Muriel Spark progressed from fantastic themes to a preoccupation of the weighty and malign. Many of her early works such as The Ballad of Peckham Rye, The Girls of Slender Means are characterized by a mildly humorous fantasy. To read The Girls of Slender Means is to appreciate the economy and brilliance of Spark's style, it being an innovative book.
The Comforters displays her talent for irony and black humor. Memento Mori and The Bachelors establish her reputation as a satirical novelist with a sharp, oblique humor and a detached, elegant style. The Mandelbaum Gate marks a departure toward weightier themes and later novels The Drivers Seat, Loitering with Intent are of a distinctly sinister nature. The next novel, Not to Disturb, is a brilliant research into the very nature of fiction. The Takeover and Territorial Rights are longer novels, both set in Italy and less lucid, made more complicated by their interest in large political issues: capitalism, communism, terrorism. Spark's brusque high style is revealed in Aiding and Abbeting (2001).
She has also written critical studies of Mary Shelley (1951) and John Masefield (1953) and a biography of Emily Bronte (1953).
Muriel Spark received the award for a lifetime writing achievement, which really began with best-known novel, The Prime of Miss Jean Brodie.

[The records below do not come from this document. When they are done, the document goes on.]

//! Execution backend contract and registry.
//!
//! A backend is a capability behind three operations: connect to a managed
//! endpoint, run one check against one host, disconnect. The registry maps
//! each declared backend kind to an implementation and an optional
//! fallback, and every resolution carries a [`DataAuthority`] tag so a
//! caller can branch on how trustworthy the data is instead of
//! string-matching log messages.

pub mod simulated;

use async_trait::async_trait;
use serde::{Deserialize, Serialize};
use std::collections::HashMap;
use std::sync::Arc;

use vcheck_common::checks::{BackendKind, CheckDefinition};
use vcheck_common::error::BackendError;
use vcheck_common::inventory::{Host, Target};
use vcheck_common::paths::PathObservation;

pub use simulated::{SimulatedBackend, SimulatedBackendBuilder};

/// How much to trust a result, decided at backend resolution time.
#[derive(Debug, Clone, Copy, PartialEq, Eq, Serialize, Deserialize)]
#[serde(rename_all = "snake_case")]
pub enum DataAuthority {
    /// Produced by the backend the check definition declares.
    Authoritative,
    /// Produced by the registered fallback for that backend.
    Fallback,
    /// Produced by the simulated backend standing in for a real one.
    Simulated,
}

impl DataAuthority {
    pub fn as_str(&self) -> &'static str {
        match self {
            Self::Authoritative => "authoritative",
            Self::Fallback => "fallback",
            Self::Simulated => "simulated",
        }
    }
}

/// Connection material for a target. The credential reference is resolved
/// to a secret by the backend itself; this layer never holds plaintext.
#[derive(Debug, Clone)]
pub struct Credentials {
    pub username: String,
    pub credential_ref: String,
}

impl Credentials {
    pub fn for_target(target: &Target) -> Self {
        Self {
            username: target.username.clone(),
            credential_ref: target.credential_ref.clone(),
        }
    }
}

/// Explicit session handle returned by `connect` and threaded through
/// every call. Lifetime is scoped to one operation; there is no ambient
/// session cache anywhere.
#[derive(Debug, Clone)]
pub struct BackendSession {
    pub id: String,
    pub backend: BackendKind,
    pub target_url: String,
}

impl BackendSession {
    pub fn new(backend: BackendKind, target_url: &str) -> Self {
        Self {
            id: uuid::Uuid::new_v4().to_string(),
            backend,
            target_url: target_url.to_string(),
        }
    }
}

/// Raw payload a backend produces for one check invocation, before any
/// threshold is applied.
#[derive(Debug, Clone)]
pub enum CheckPayload {
    StoragePaths(Vec<PathObservation>),
    Metric { name: String, value: f64 },
}

/// The uniform contract every execution backend implements.
#[async_trait]
pub trait ExecutionBackend: Send + Sync {
    fn kind(&self) -> BackendKind;

    /// Capability probe. An unavailable backend makes resolution fall
    /// through to the registered fallback.
    fn is_available(&self) -> bool {
        true
    }

    async fn connect(
        &self,
        target: &Target,
        credentials: &Credentials,
    ) -> Result<BackendSession, BackendError>;

    async fn run_check(
        &self,
        session: &BackendSession,
        host: &Host,
        definition: &CheckDefinition,
    ) -> Result<CheckPayload, BackendError>;

    async fn disconnect(&self, session: BackendSession);
}

/// A backend picked for one execution, with its authority tag.
#[derive(Clone)]
pub struct ResolvedBackend {
    pub backend: Arc<dyn ExecutionBackend>,
    pub authority: DataAuthority,
}

/// Capability-indexed backend lookup.
#[derive(Default)]
pub struct BackendRegistry {
    backends: HashMap<BackendKind, Arc<dyn ExecutionBackend>>,
    fallbacks: HashMap<BackendKind, BackendKind>,
}

impl BackendRegistry {
    pub fn new() -> Self {
        Self::default()
    }

    pub fn register(&mut self, backend: Arc<dyn ExecutionBackend>) {
        self.backends.insert(backend.kind(), backend);
    }

    /// Declare which backend stands in when `primary` is unavailable.
    pub fn register_fallback(&mut self, primary: BackendKind, fallback: BackendKind) {
        self.fallbacks.insert(primary, fallback);
    }

    pub fn registered_kinds(&self) -> Vec<BackendKind> {
        self.backends.keys().copied().collect()
    }

    /// Resolve the backend for a declared kind.
    ///
    /// The authority tag is `Authoritative` only when the declared backend
    /// itself answers; a stand-in is tagged `Fallback`, or `Simulated`
    /// when the stand-in is the simulated backend.
    pub fn resolve(&self, declared: BackendKind) -> Option<ResolvedBackend> {
        if let Some(backend) = self.backends.get(&declared) {
            if backend.is_available() {
                return Some(ResolvedBackend {
                    backend: backend.clone(),
                    authority: DataAuthority::Authoritative,
                });
            }
        }

        let fallback_kind = *self.fallbacks.get(&declared)?;
        let backend = self.backends.get(&fallback_kind)?;
        if !backend.is_available() {
            return None;
        }
        let authority = if fallback_kind == BackendKind::Simulated {
            DataAuthority::Simulated
        } else {
            DataAuthority::Fallback
        };
        Some(ResolvedBackend {
            backend: backend.clone(),
            authority,
        })
    }
}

It is about an eccentric Edinburgh schoolteacher who is seen through the eyes of her admiring pupils, was successfully adapted for stage and the splendid film starring Maggie Smith. Miss Jean Brodie was based on a teacher who had helped M. Spark realize her talent. The book itself carries several of the Spark trademarks: a taut, nervy, controlled style; precise characterization; and a deadly accurate wit which entertains and appalls at the same time. The Sparkian world is peopled by ordinary, familiar characters and frequently features powerful and iron-willed women; it has an edge of bleakness and frequently sinister undertones.
Critical Perspective. Dame Muriel Spark had an active literary life as poet and biographer before she turned, in 1951, to fiction. It was not until 1957, after conversion to Catholicism, that she published her first novel, The Comforters, a book of extraordinary originality that won the applause of Graham Greene and Evelyn Waugh - not because they were also Catholic authors but because of the skill and depth of her writing. Her admirers will find in her books all of high and varied interest, much to enjoy: that crisp, dark wit, and above all the elusive gift of uniqueness that distinctive voice, that distinctive vision of the world, an odd blend of the strange and the ordinary; whimsy and common sense, the straight-faced and the playful.
She received several honorary degrees, some in Oxford and London and many in Scotland, and was elected a Companion of Literature by the Royal Society of Literature and an Honorary Member of the Royal Society of Edinburgh. She was also an Honorary Member of the American Academy of Arts and Letters and Commandeur de I'Ordre des Arts et des Lettres.